Saved data entries
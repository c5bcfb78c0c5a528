// ============================================================================
// observable-map - Keys
// Integer-or-string keys with canonical integer normalization
// ============================================================================
//
// A map key is either an integer index or a name. Names that spell a
// canonical i64 ("0", "42", "-7") are stored as indices so that "5" and 5
// address the same entry. "05", "-0", "+5" and " 5" stay names.
//
// The representation is private: every way of building a `Key` or a
// `KeyRef` goes through the same classification, so no name key can ever
// spell an integer.
//
// Owned keys live in the map; lookups borrow through `KeyRef`, which hashes
// identically to `Key` and is `Equivalent` to it, so `get("name")` never
// allocates.
// ============================================================================

use std::fmt;
use std::hash::{Hash, Hasher};

use indexmap::Equivalent;
use serde::de::{self, Deserialize, Deserializer, Visitor};
use serde::ser::{Serialize, Serializer};

// =============================================================================
// KEY
// =============================================================================

/// An owned entry key: an integer index or a non-integer name.
#[derive(Clone, PartialEq, Eq, PartialOrd, Ord)]
pub struct Key(Repr);

#[derive(Clone, PartialEq, Eq, PartialOrd, Ord)]
enum Repr {
    Index(i64),
    Name(String),
}

impl Key {
    /// An integer key, as produced by positional appends.
    pub fn index(i: i64) -> Self {
        Key(Repr::Index(i))
    }

    /// A key from a string. Canonical integer strings become index keys.
    pub fn name(name: impl Into<String>) -> Self {
        let name = name.into();
        match parse_index(&name) {
            Some(i) => Key::index(i),
            None => Key(Repr::Name(name)),
        }
    }

    /// Borrow this key for lookups.
    pub fn as_key_ref(&self) -> KeyRef<'_> {
        match &self.0 {
            Repr::Index(i) => KeyRef(RefRepr::Index(*i)),
            Repr::Name(name) => KeyRef(RefRepr::Name(name)),
        }
    }

    /// The integer value, if this is an index key.
    pub fn as_index(&self) -> Option<i64> {
        match &self.0 {
            Repr::Index(i) => Some(*i),
            Repr::Name(_) => None,
        }
    }

    /// The name, if this is a name key.
    pub fn as_name(&self) -> Option<&str> {
        match &self.0 {
            Repr::Index(_) => None,
            Repr::Name(name) => Some(name),
        }
    }
}

impl Hash for Key {
    fn hash<H: Hasher>(&self, state: &mut H) {
        self.as_key_ref().hash(state);
    }
}

impl fmt::Debug for Key {
    fn fmt(&self, f: &mut fmt::Formatter<'_>) -> fmt::Result {
        match &self.0 {
            Repr::Index(i) => write!(f, "{i}"),
            Repr::Name(name) => write!(f, "{name:?}"),
        }
    }
}

impl fmt::Display for Key {
    fn fmt(&self, f: &mut fmt::Formatter<'_>) -> fmt::Result {
        match &self.0 {
            Repr::Index(i) => write!(f, "{i}"),
            Repr::Name(name) => f.write_str(name),
        }
    }
}

// =============================================================================
// KEY REF
// =============================================================================

/// A borrowed key, used for allocation-free lookups.
#[derive(Debug, Clone, Copy, PartialEq, Eq, Hash)]
pub struct KeyRef<'a>(RefRepr<'a>);

#[derive(Debug, Clone, Copy, PartialEq, Eq, Hash)]
enum RefRepr<'a> {
    Index(i64),
    Name(&'a str),
}

impl<'a> KeyRef<'a> {
    /// Classify a string, normalizing canonical integers to an index.
    pub fn classify(s: &'a str) -> Self {
        match parse_index(s) {
            Some(i) => KeyRef(RefRepr::Index(i)),
            None => KeyRef(RefRepr::Name(s)),
        }
    }

    pub fn index(i: i64) -> Self {
        KeyRef(RefRepr::Index(i))
    }

    pub fn to_key(self) -> Key {
        match self.0 {
            RefRepr::Index(i) => Key(Repr::Index(i)),
            RefRepr::Name(name) => Key(Repr::Name(name.to_owned())),
        }
    }
}

impl Equivalent<Key> for KeyRef<'_> {
    fn equivalent(&self, key: &Key) -> bool {
        *self == key.as_key_ref()
    }
}

/// Parse `s` as an index only if it is the canonical decimal form of an i64.
fn parse_index(s: &str) -> Option<i64> {
    let digits = s.strip_prefix('-').unwrap_or(s);
    if digits.is_empty() || !digits.bytes().all(|b| b.is_ascii_digit()) {
        return None;
    }
    if digits.len() > 1 && digits.starts_with('0') {
        return None;
    }
    if digits == "0" && digits.len() != s.len() {
        // "-0"
        return None;
    }
    s.parse().ok()
}

// =============================================================================
// AS KEY
// =============================================================================

/// Anything that can be looked up in a map without building an owned `Key`.
pub trait AsKey {
    fn as_key_ref(&self) -> KeyRef<'_>;
}

impl AsKey for Key {
    fn as_key_ref(&self) -> KeyRef<'_> {
        Key::as_key_ref(self)
    }
}

impl AsKey for KeyRef<'_> {
    fn as_key_ref(&self) -> KeyRef<'_> {
        *self
    }
}

impl AsKey for str {
    fn as_key_ref(&self) -> KeyRef<'_> {
        KeyRef::classify(self)
    }
}

impl AsKey for String {
    fn as_key_ref(&self) -> KeyRef<'_> {
        KeyRef::classify(self)
    }
}

impl<T: AsKey + ?Sized> AsKey for &T {
    fn as_key_ref(&self) -> KeyRef<'_> {
        (**self).as_key_ref()
    }
}

macro_rules! int_keys {
    ($($t:ty),*) => {
        $(
            impl AsKey for $t {
                fn as_key_ref(&self) -> KeyRef<'_> {
                    KeyRef::index(i64::from(*self))
                }
            }

            impl From<$t> for Key {
                fn from(i: $t) -> Self {
                    Key::index(i64::from(i))
                }
            }
        )*
    };
}

int_keys!(i8, i16, i32, i64, u8, u16, u32);

// usize only overflows i64 on exotic targets; saturate rather than wrap.
impl AsKey for usize {
    fn as_key_ref(&self) -> KeyRef<'_> {
        KeyRef::index(i64::try_from(*self).unwrap_or(i64::MAX))
    }
}

impl From<usize> for Key {
    fn from(i: usize) -> Self {
        Key::index(i64::try_from(i).unwrap_or(i64::MAX))
    }
}

impl From<&str> for Key {
    fn from(s: &str) -> Self {
        KeyRef::classify(s).to_key()
    }
}

impl From<&String> for Key {
    fn from(s: &String) -> Self {
        Key::from(s.as_str())
    }
}

impl From<String> for Key {
    fn from(s: String) -> Self {
        Key::name(s)
    }
}

impl From<KeyRef<'_>> for Key {
    fn from(key: KeyRef<'_>) -> Self {
        key.to_key()
    }
}

impl From<&Key> for Key {
    fn from(key: &Key) -> Self {
        key.clone()
    }
}

// =============================================================================
// SERDE
// =============================================================================

impl Serialize for Key {
    fn serialize<S: Serializer>(&self, serializer: S) -> Result<S::Ok, S::Error> {
        match &self.0 {
            Repr::Index(i) => serializer.serialize_i64(*i),
            Repr::Name(name) => serializer.serialize_str(name),
        }
    }
}

impl<'de> Deserialize<'de> for Key {
    fn deserialize<D: Deserializer<'de>>(deserializer: D) -> Result<Self, D::Error> {
        deserializer.deserialize_any(KeyVisitor)
    }
}

struct KeyVisitor;

impl Visitor<'_> for KeyVisitor {
    type Value = Key;

    fn expecting(&self, f: &mut fmt::Formatter<'_>) -> fmt::Result {
        f.write_str("an integer or a string key")
    }

    fn visit_i64<E: de::Error>(self, v: i64) -> Result<Key, E> {
        Ok(Key::index(v))
    }

    fn visit_u64<E: de::Error>(self, v: u64) -> Result<Key, E> {
        i64::try_from(v)
            .map(Key::index)
            .map_err(|_| E::invalid_value(de::Unexpected::Unsigned(v), &self))
    }

    fn visit_str<E: de::Error>(self, v: &str) -> Result<Key, E> {
        Ok(Key::from(v))
    }

    fn visit_string<E: de::Error>(self, v: String) -> Result<Key, E> {
        Ok(Key::name(v))
    }
}

// =============================================================================
// TESTS
// =============================================================================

* _Activity_: On how many lines above does the word "entry" appear? Answer with that figure only.

* _Your response_: 2